The Case for Regionally Targeted Renewable Energy Subsidies

Apparently, where you build renewables matters more than how much capacity you build. According to the results of a 2013 paper published in the Proceedings of the National Academy of Sciences, the amount of carbon dioxide, SO2, NOx, and PM2.5 displaced by renewable energy generation varies widely across the United States.

Regional  Differences

Using the Air Pollution Emission Experiments and Policy analysis model, the researchers were able to put a dollar amount on the regionally specific costs of damages from SO2, NOx, and PM2.5. Next, they combined dollar per ton damage values for each pollutant with plant-level emissions data from 1,400 fossil-fueled power plants for 2009 through 2011. Finally, they used regressed-hourly emissions and generation data to calculate the emission displacement from wind and solar in 22 sub-regions (pre-defined by the EPA).

The amount of C02 and pollutants displaced varies because of the carbon and pollutant intensity of the underlying power sources. If you replace natural gas with renewables, there are fewer climate, air pollution benefits than if you replace coal. In their final analysis, the researchers calculated that “By displacing SO2, NOx, and PM2.5 from conventional generators, a wind turbine in West Virginia avoids $230 in health and environmental damages per kilowatt per year ($81/MWh)—7 times more than a wind turbine in Oklahoma and 33 times more than a wind turbine in California.” This study provides very compelling evidence that regional policies can be much more effective than national policies for renewable energy development.

One such policy is the Renewable Energy Production Tax Credit (PTC), which expired on December 31, 2013. The PTC was a corporate tax credit originally enacted in 1992 and renewed by the American Recovery and Reinvestment Act of 2009 and later by the American Taxpayer Relief Act of 2012.  According to the Database of State Incentives for Renewables and Efficiency (DSIRE), the PTC was “a per-kilowatt-hour tax credit for electricity generated by qualified energy resources and sold by the taxpayer to an unrelated person during the taxable year” up to 10% of the amount paid for the renewable installation.

The PTC is credited with fueling the explosive growth in wind installations in the United States. By one estimate, since 2009, wind accounted for 36% of all new electricity generation installed in the US and now supplies more than 4% of electricity in the US. One key indicator that the PTC is largely responsible for recent US wind development is the drastic uptick in the number of projects started before the December 31, 2014 deadline.

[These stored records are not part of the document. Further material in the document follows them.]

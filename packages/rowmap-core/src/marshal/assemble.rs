use std::any::Any;

use super::{
    collection_table_name, signature_cursor, Expansion, Marshaller, Prefix, SignatureCursor,
    ELEMENT_COLUMN, MAP_KEY_COLUMN, MAP_VALUE_COLUMN, MAP_VALUE_SEGMENT,
};
use crate::dataobject::{DataObjectDescriptor, Structure, ValueDescriptor};
use crate::error::{DataSourceError, Rejection};
use crate::schema::{is_flattened, Slot, TableSchema};
use crate::sql::DatabaseManipulator;
use crate::types::{AnyValue, SqlValue};

/// Seed column distinguishing the elements of one collection.
const ROW_SEED: &str = "#row";

const HEX_DIGITS: &[u8; 16] = b"0123456789abcdef";

/// One synthetic collection table and its rows.
#[derive(Debug, Clone, PartialEq)]
pub struct CollectionTable {
    pub schema: TableSchema,
    pub rows: Vec<Vec<(String, SqlValue)>>,
}

/// Result of assembling one object: its row plus every side table it
/// owns, nested ones included.
#[derive(Debug, Clone, Default, PartialEq)]
pub struct Assembled {
    pub columns: Vec<(String, SqlValue)>,
    pub collections: Vec<CollectionTable>,
}

impl Assembled {
    pub fn column(&self, name: &str) -> Option<&SqlValue> {
        self.columns
            .iter()
            .find(|(column, _)| column == name)
            .map(|(_, value)| value)
    }

    /// Key columns of the assembled row, in `names` order.
    pub fn key_values(&self, names: &[String]) -> Vec<(String, SqlValue)> {
        names
            .iter()
            .filter_map(|name| self.column(name).map(|value| (name.clone(), value.clone())))
            .collect()
    }
}

impl<'a, M: DatabaseManipulator> Marshaller<'a, M> {
    /// Assembles the row of `object`, keys first.
    ///
    /// Side table identities are derived from the key columns, so equal
    /// keys always address the same side tables.
    pub fn assemble_object(
        &self,
        object: &dyn Any,
        descriptor: &DataObjectDescriptor,
        mut shared: Option<&mut SignatureCursor>,
    ) -> Result<Assembled, DataSourceError> {
        let prefix = Prefix::empty();
        let mut assembled = Assembled::default();
        for key in descriptor.keys() {
            self.assemble_value(
                object,
                descriptor,
                key,
                &prefix,
                &[],
                shared.as_deref_mut(),
                &mut assembled,
            )?;
        }
        let seed = assembled.columns.clone();
        for value in descriptor.values() {
            self.assemble_value(
                object,
                descriptor,
                value,
                &prefix,
                &seed,
                shared.as_deref_mut(),
                &mut assembled,
            )?;
        }
        Ok(assembled)
    }

    /// Key columns of `object`.
    ///
    /// Absent keys fail with `NullKey` naming `operation`, or are left out
    /// of the result when `vague` is set.
    pub fn key_columns(
        &self,
        object: &dyn Any,
        descriptor: &DataObjectDescriptor,
        operation: &'static str,
        vague: bool,
    ) -> Result<Vec<(String, SqlValue)>, DataSourceError> {
        let prefix = Prefix::empty();
        let mut keys = Assembled::default();
        for key in descriptor.keys() {
            if key.get(object)?.is_none() {
                if vague {
                    continue;
                }
                return Err(DataSourceError::NullKey {
                    operation,
                    role: key.key_role().map(|role| role.label()).unwrap_or("key"),
                    name: key.name().to_string(),
                    shape: descriptor.kind().label(),
                });
            }
            self.assemble_value(object, descriptor, key, &prefix, &[], None, &mut keys)?;
        }
        Ok(keys.columns)
    }

    #[allow(clippy::too_many_arguments)]
    fn assemble_value(
        &self,
        object: &dyn Any,
        rules: &DataObjectDescriptor,
        value: &ValueDescriptor,
        prefix: &Prefix,
        seed: &[(String, SqlValue)],
        shared: Option<&mut SignatureCursor>,
        out: &mut Assembled,
    ) -> Result<(), DataSourceError> {
        let current = value.get(object)?;
        if current.is_none() && value.metadata().not_null {
            return Err(DataSourceError::NullValue {
                column: prefix.apply(value.name()),
            });
        }
        match value.structure() {
            Structure::Value => {
                self.assemble_scalar(current, rules, value, prefix, seed, shared, out)
            }
            Structure::Map | Structure::Set | Structure::List => {
                self.assemble_container(current, value, prefix, seed, shared, out)
            }
        }
    }

    #[allow(clippy::too_many_arguments)]
    fn assemble_scalar(
        &self,
        current: Option<AnyValue>,
        rules: &DataObjectDescriptor,
        value: &ValueDescriptor,
        prefix: &Prefix,
        seed: &[(String, SqlValue)],
        mut shared: Option<&mut SignatureCursor>,
        out: &mut Assembled,
    ) -> Result<(), DataSourceError> {
        if !is_flattened(&self.schema, value) {
            let argument = match current {
                Some(current) => self.wrap(&*current, value, Rejection::ArgumentWrapper)?,
                None => SqlValue::Null,
            };
            out.columns.push((prefix.apply(value.name()), argument));
            return Ok(());
        }

        let expansion = self.expansion_of(rules, value)?;
        let Some(nested) = current else {
            if let (Expansion::Composite(element), Some(cursor)) = (&expansion, shared) {
                self.consume_nested(element, cursor)?;
            }
            for column in self.schema.value_columns(rules, value, prefix)? {
                out.columns.push((column.name, SqlValue::Null));
            }
            return Ok(());
        };

        let nested_prefix = prefix.append(value.name());
        match &expansion {
            Expansion::Composite(element) => {
                for inner in element.values() {
                    self.assemble_value(
                        &*nested,
                        element,
                        inner,
                        &nested_prefix,
                        seed,
                        shared.as_deref_mut(),
                        out,
                    )?;
                }
            }
            Expansion::Rule(expanded) => {
                for inner in expanded {
                    self.assemble_value(&*nested, rules, inner, &nested_prefix, seed, None, out)?;
                }
            }
        }
        Ok(())
    }

    fn assemble_container(
        &self,
        current: Option<AnyValue>,
        value: &ValueDescriptor,
        prefix: &Prefix,
        seed: &[(String, SqlValue)],
        shared: Option<&mut SignatureCursor>,
        out: &mut Assembled,
    ) -> Result<(), DataSourceError> {
        let nested_shared = shared.is_some();
        let mut own = None;
        let cursor = signature_cursor(value, shared, &mut own)?;
        let layout = self.container_layout(value, cursor)?;

        let mut lookahead = cursor.fork();
        if nested_shared {
            if let Slot::Composite(element) = &layout.element {
                self.consume_nested(element, &mut lookahead)?;
            }
        }

        let column = prefix.apply(value.name());
        let Some(container) = current else {
            if nested_shared {
                cursor.catch_up(&lookahead);
            }
            out.columns.push((column, SqlValue::Null));
            return Ok(());
        };

        let ops = value.container_ops().ok_or_else(|| {
            DataSourceError::unsupported(value.value_type().name(), Rejection::Expansion)
        })?;
        let identity = self.identity(&column, seed);
        let side = collection_table_name(&self.table, &identity);
        let child = self.for_table(side.clone());
        let schema = self
            .schema
            .collection_schema(&side, layout.key.as_ref(), &layout.element)?;

        let mut rows = Vec::new();
        let mut nested_tables = Vec::new();
        match &layout.key {
            Some(Slot::Scalar(key_type, _)) => {
                for (key, element) in ops.entries(&*container)? {
                    let key = self
                        .wrapper
                        .wrap(&*key)
                        .ok_or_else(|| {
                            DataSourceError::unsupported(key_type.name(), Rejection::Key)
                        })?;
                    let mut fork = cursor.fork();
                    let element_seed = [(MAP_KEY_COLUMN.to_string(), key.clone())];
                    let mut row = vec![(MAP_KEY_COLUMN.to_string(), key)];
                    child.assemble_slot(
                        &*element,
                        &layout.element,
                        Rejection::MapValue,
                        &element_seed,
                        if nested_shared { Some(&mut fork) } else { None },
                        &mut row,
                        &mut nested_tables,
                    )?;
                    rows.push(row);
                }
            }
            Some(Slot::Composite(descriptor)) => {
                return Err(DataSourceError::unsupported(
                    descriptor.data_type().name(),
                    Rejection::Key,
                ))
            }
            None => {
                let rejection = if value.structure() == Structure::Set {
                    Rejection::SetElement
                } else {
                    Rejection::ListElement
                };
                for (index, element) in ops.elements(&*container)?.into_iter().enumerate() {
                    let mut fork = cursor.fork();
                    let element_seed = [(ROW_SEED.to_string(), SqlValue::BigInt(index as i64))];
                    let mut row = Vec::new();
                    child.assemble_slot(
                        &*element,
                        &layout.element,
                        rejection,
                        &element_seed,
                        if nested_shared { Some(&mut fork) } else { None },
                        &mut row,
                        &mut nested_tables,
                    )?;
                    rows.push(row);
                }
            }
        }

        if nested_shared {
            cursor.catch_up(&lookahead);
        }
        tracing::trace!("Assembled synthetic collection {} ({} rows)", side, rows.len());
        out.collections.push(CollectionTable { schema, rows });
        out.collections.extend(nested_tables);
        out.columns.push((column, SqlValue::Text(identity)));
        Ok(())
    }

    /// Appends the columns of one map value, set element or list element.
    #[allow(clippy::too_many_arguments)]
    fn assemble_slot(
        &self,
        element: &dyn Any,
        slot: &Slot,
        rejection: Rejection,
        seed: &[(String, SqlValue)],
        mut shared: Option<&mut SignatureCursor>,
        row: &mut Vec<(String, SqlValue)>,
        collections: &mut Vec<CollectionTable>,
    ) -> Result<(), DataSourceError> {
        match slot {
            Slot::Scalar(value_type, _) => {
                let column = if rejection == Rejection::MapValue {
                    MAP_VALUE_COLUMN
                } else {
                    ELEMENT_COLUMN
                };
                let argument = self
                    .wrapper
                    .wrap(element)
                    .ok_or_else(|| DataSourceError::unsupported(value_type.name(), rejection))?;
                row.push((column.to_string(), argument));
            }
            Slot::Composite(descriptor) => {
                let prefix = if rejection == Rejection::MapValue {
                    Prefix::of(MAP_VALUE_SEGMENT)
                } else {
                    Prefix::empty()
                };
                let mut nested = Assembled::default();
                for inner in descriptor.values() {
                    self.assemble_value(
                        element,
                        descriptor,
                        inner,
                        &prefix,
                        seed,
                        shared.as_deref_mut(),
                        &mut nested,
                    )?;
                }
                row.extend(nested.columns);
                collections.extend(nested.collections);
            }
        }
        Ok(())
    }

    fn wrap(
        &self,
        current: &dyn Any,
        value: &ValueDescriptor,
        rejection: Rejection,
    ) -> Result<SqlValue, DataSourceError> {
        self.wrapper
            .wrap(current)
            .ok_or_else(|| DataSourceError::unsupported(value.value_type().name(), rejection))
    }

    /// `<column>_<hex>` where the hex spells out the seed values.
    ///
    /// The owning table is already part of the side table name, so the seed
    /// alone keeps identities of different rows apart.
    fn identity(&self, column: &str, seed: &[(String, SqlValue)]) -> String {
        let mut bytes = Vec::new();
        for (_, value) in seed {
            value.encode_into(&mut bytes);
        }
        let mut identity = String::with_capacity(column.len() + 1 + bytes.len() * 2);
        identity.push_str(column);
        identity.push('_');
        for byte in bytes {
            identity.push(char::from(HEX_DIGITS[usize::from(byte >> 4)]));
            identity.push(char::from(HEX_DIGITS[usize::from(byte & 0x0f)]));
        }
        identity
    }
}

According to an analysis by the American Wind Energy Association, renewable developers installed over 5 GW of wind capacity in Iowa and California and over 12 GW of wind capacity in Texas under the PTC. Due to the program’s overwhelming success, the US Congress decided that the domestic wind industry was mature enough to let the credit expire at the end of 2013. This is not the first time the PTC has expired. Congress allowed the PTC to expire in 1999, 2001, and 2003, only to renew it each subsequent year. The uncertain and political nature of the PTC makes long term investments by wind developers particularly challenging.

However, when we look at the regional health and environmental benefits of the PTC, things may look less rosy for the climate. According to the PNAS study, “the combined health, environmental, and climate benefits from wind energy in Ohio are $100/MWh—more than four times the subsidy—compared with only $13/MWh in California”. Perhaps the next round of subsidies (if there are any!) should target wind development in Indiana, Ohio, and West Virginia, where wind can displace the most pollution from fossil fuel fired generators.